* **The data**
/---

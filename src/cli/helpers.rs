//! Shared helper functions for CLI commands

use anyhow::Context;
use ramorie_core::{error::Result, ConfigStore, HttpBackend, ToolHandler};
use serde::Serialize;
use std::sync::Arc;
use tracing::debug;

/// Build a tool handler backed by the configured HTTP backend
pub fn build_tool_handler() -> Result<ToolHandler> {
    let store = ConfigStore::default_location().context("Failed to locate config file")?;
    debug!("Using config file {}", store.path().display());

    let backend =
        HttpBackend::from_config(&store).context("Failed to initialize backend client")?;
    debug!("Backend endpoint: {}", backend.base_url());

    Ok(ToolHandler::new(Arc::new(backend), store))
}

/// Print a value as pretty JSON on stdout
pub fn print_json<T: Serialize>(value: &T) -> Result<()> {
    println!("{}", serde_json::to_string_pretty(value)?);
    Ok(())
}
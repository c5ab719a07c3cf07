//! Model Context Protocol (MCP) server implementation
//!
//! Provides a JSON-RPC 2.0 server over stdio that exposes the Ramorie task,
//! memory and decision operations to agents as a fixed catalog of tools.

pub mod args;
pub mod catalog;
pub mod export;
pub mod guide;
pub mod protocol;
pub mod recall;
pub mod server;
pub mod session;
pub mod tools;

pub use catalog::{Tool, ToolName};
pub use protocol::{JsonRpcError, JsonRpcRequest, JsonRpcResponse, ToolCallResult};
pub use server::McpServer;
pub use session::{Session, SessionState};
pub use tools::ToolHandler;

\---
/---

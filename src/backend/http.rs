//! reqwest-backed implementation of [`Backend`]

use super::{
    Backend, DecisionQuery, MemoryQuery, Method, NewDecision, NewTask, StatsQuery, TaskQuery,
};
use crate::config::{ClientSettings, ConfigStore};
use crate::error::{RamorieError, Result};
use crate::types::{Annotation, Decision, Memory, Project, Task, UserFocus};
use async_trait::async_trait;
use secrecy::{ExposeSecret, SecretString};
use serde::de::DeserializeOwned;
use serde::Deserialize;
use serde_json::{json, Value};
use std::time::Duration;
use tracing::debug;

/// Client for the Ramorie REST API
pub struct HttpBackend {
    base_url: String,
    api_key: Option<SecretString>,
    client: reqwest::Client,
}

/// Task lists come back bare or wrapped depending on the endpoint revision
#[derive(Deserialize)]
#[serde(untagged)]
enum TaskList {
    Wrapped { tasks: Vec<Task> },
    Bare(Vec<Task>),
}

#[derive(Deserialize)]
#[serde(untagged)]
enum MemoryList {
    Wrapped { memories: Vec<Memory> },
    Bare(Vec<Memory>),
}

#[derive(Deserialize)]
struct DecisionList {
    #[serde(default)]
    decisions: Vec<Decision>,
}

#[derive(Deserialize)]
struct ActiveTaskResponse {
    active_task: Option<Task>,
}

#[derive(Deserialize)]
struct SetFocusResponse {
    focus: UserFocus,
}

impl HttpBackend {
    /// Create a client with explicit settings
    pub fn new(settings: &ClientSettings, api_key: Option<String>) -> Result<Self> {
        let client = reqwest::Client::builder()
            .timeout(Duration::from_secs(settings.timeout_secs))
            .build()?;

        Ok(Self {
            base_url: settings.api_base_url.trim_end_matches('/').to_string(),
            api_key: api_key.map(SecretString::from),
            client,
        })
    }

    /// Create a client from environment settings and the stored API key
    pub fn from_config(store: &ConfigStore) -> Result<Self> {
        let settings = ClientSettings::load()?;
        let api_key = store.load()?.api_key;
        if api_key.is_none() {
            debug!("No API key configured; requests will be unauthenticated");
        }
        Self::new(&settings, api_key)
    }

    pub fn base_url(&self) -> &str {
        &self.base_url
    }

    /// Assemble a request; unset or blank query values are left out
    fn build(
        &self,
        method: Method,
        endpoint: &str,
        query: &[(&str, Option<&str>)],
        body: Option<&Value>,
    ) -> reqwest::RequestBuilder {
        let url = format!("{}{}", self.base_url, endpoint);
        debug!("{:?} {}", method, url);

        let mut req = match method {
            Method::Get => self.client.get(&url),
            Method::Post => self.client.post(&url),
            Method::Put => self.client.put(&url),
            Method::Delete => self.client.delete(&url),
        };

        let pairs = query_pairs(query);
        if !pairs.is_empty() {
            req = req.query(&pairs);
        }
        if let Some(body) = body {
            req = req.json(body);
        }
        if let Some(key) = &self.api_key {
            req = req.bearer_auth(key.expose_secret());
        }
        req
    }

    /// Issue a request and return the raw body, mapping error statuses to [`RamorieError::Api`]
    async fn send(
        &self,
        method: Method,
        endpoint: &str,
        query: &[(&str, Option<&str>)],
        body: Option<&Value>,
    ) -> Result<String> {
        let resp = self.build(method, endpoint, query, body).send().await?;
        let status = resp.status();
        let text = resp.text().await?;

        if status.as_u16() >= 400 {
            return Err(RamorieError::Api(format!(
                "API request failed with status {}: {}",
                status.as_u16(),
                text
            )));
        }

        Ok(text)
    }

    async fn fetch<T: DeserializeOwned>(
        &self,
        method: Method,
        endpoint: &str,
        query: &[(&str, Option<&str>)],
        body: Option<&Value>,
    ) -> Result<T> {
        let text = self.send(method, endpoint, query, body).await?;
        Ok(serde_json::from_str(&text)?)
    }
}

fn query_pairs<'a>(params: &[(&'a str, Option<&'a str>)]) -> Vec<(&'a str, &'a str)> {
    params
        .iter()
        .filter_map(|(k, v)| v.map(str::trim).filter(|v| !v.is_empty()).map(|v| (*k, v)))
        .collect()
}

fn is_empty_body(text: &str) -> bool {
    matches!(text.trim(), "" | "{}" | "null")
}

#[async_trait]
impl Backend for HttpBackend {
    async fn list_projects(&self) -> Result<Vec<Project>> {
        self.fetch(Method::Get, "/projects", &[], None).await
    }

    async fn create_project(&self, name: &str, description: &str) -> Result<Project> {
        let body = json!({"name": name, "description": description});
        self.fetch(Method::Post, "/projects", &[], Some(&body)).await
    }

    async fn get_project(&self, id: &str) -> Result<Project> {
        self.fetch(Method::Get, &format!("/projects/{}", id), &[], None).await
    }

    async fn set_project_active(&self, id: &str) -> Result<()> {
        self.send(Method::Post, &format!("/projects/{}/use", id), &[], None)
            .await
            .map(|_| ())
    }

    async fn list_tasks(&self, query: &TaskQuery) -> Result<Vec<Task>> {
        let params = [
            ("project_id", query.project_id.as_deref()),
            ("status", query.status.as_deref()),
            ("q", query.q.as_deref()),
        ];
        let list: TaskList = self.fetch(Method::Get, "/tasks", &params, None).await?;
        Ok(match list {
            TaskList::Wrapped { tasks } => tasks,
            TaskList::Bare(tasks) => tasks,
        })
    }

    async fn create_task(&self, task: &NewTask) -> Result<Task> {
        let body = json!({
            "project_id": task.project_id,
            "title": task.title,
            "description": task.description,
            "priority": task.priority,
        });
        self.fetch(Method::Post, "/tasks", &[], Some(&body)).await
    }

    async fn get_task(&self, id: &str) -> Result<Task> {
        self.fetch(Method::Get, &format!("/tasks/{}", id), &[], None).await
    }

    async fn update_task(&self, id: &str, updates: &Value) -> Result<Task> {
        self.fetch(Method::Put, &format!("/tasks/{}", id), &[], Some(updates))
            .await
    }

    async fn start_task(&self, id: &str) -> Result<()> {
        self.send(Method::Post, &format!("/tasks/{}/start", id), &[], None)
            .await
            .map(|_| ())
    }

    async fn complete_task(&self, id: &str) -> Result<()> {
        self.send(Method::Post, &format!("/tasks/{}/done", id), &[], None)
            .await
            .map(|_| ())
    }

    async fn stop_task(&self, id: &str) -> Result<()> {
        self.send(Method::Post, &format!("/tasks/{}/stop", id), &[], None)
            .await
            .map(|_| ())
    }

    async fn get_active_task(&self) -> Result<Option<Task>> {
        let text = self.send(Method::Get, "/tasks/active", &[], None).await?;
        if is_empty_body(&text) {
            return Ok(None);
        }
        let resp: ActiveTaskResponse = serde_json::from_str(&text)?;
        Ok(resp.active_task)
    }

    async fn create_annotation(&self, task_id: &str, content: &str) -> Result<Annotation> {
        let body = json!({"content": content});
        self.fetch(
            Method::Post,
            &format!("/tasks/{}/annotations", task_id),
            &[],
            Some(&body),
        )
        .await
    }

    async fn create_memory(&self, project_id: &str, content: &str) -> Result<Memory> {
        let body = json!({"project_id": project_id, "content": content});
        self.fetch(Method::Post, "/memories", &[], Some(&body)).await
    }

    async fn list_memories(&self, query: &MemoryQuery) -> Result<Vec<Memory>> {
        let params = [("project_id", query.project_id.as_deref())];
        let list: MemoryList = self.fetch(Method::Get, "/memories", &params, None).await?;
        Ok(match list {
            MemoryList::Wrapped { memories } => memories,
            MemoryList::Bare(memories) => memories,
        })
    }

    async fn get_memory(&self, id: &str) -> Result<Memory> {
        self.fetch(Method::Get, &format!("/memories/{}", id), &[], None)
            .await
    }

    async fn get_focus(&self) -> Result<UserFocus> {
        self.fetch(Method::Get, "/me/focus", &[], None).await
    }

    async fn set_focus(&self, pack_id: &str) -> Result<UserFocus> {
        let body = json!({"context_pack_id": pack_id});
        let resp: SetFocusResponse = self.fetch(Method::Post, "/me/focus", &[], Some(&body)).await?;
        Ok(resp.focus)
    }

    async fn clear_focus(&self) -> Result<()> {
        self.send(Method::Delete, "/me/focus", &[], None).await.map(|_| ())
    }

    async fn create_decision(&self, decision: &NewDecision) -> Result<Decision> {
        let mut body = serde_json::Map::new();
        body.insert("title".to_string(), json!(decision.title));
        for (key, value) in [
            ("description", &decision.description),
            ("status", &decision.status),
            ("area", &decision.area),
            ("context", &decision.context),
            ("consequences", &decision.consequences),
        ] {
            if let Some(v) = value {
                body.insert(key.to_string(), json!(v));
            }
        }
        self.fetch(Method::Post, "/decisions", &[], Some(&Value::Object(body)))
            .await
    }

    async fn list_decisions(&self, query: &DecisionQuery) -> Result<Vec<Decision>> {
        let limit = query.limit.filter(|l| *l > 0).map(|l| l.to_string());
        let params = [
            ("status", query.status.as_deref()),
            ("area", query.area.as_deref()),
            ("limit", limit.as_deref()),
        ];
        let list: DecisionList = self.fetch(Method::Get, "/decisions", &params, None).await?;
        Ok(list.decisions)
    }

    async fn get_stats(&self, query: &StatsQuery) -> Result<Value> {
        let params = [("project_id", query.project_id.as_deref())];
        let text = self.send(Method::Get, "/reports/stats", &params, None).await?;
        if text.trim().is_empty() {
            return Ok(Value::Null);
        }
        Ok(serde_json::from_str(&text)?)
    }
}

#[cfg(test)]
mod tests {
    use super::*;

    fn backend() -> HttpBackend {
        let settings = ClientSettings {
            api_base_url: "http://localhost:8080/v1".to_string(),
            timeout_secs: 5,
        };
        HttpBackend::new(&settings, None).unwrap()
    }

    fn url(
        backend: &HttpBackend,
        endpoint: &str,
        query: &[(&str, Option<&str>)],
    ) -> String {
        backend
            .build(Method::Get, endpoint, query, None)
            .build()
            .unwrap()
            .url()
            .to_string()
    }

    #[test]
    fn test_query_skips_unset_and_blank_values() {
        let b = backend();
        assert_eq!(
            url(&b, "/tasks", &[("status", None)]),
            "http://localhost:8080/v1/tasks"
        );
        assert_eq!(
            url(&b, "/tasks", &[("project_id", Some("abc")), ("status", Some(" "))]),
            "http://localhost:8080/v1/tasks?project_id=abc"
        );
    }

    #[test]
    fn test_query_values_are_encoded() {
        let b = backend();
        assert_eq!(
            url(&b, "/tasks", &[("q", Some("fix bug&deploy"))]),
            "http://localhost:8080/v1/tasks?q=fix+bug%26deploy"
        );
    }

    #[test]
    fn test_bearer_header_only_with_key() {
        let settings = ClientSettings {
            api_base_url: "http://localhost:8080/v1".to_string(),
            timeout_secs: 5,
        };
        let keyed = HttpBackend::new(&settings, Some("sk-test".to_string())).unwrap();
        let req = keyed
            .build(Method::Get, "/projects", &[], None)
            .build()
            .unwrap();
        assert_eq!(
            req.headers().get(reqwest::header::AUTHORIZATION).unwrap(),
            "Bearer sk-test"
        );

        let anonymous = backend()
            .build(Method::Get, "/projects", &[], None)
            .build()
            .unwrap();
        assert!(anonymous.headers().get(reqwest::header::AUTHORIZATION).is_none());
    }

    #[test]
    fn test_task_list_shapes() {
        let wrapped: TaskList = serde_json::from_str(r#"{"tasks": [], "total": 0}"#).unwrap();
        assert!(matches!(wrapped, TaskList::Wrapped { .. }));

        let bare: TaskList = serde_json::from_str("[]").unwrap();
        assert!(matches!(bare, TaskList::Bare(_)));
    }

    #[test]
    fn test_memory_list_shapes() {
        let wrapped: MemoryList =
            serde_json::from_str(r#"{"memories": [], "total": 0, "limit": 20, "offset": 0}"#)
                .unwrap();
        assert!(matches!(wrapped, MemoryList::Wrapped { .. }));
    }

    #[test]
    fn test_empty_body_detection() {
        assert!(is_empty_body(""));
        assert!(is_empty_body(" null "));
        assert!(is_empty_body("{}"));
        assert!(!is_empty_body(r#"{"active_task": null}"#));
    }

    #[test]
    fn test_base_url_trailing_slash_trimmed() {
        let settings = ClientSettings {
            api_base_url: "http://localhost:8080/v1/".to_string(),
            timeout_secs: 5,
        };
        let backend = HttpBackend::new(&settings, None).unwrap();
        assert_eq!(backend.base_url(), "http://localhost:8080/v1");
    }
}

\---
/---

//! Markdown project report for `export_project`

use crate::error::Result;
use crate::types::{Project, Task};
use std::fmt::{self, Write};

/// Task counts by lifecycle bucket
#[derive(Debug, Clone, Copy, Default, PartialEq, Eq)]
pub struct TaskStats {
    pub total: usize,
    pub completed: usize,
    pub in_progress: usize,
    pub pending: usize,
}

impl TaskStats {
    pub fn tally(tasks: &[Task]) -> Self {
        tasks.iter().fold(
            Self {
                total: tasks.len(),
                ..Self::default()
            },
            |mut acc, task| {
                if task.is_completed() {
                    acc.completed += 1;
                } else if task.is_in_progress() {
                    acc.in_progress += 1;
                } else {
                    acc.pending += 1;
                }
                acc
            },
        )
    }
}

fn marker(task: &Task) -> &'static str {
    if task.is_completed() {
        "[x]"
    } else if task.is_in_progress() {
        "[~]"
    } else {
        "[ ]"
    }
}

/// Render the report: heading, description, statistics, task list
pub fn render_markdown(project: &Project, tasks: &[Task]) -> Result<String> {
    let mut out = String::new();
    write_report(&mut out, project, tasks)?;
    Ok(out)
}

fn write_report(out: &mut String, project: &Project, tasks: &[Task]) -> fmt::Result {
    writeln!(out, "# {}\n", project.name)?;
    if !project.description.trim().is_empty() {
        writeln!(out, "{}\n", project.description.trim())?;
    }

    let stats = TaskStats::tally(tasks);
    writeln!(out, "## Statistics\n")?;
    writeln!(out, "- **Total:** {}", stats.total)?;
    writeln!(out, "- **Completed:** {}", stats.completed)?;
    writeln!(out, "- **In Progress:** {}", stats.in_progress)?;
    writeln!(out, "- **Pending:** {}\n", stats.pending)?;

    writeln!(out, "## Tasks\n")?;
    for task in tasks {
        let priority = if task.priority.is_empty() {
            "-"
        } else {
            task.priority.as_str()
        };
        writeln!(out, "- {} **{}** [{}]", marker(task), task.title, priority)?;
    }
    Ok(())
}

\---

* **Exercise description**
Going through the material, find each line with the string "Delete". Then state only how many there are.

* **Answer for the task**
2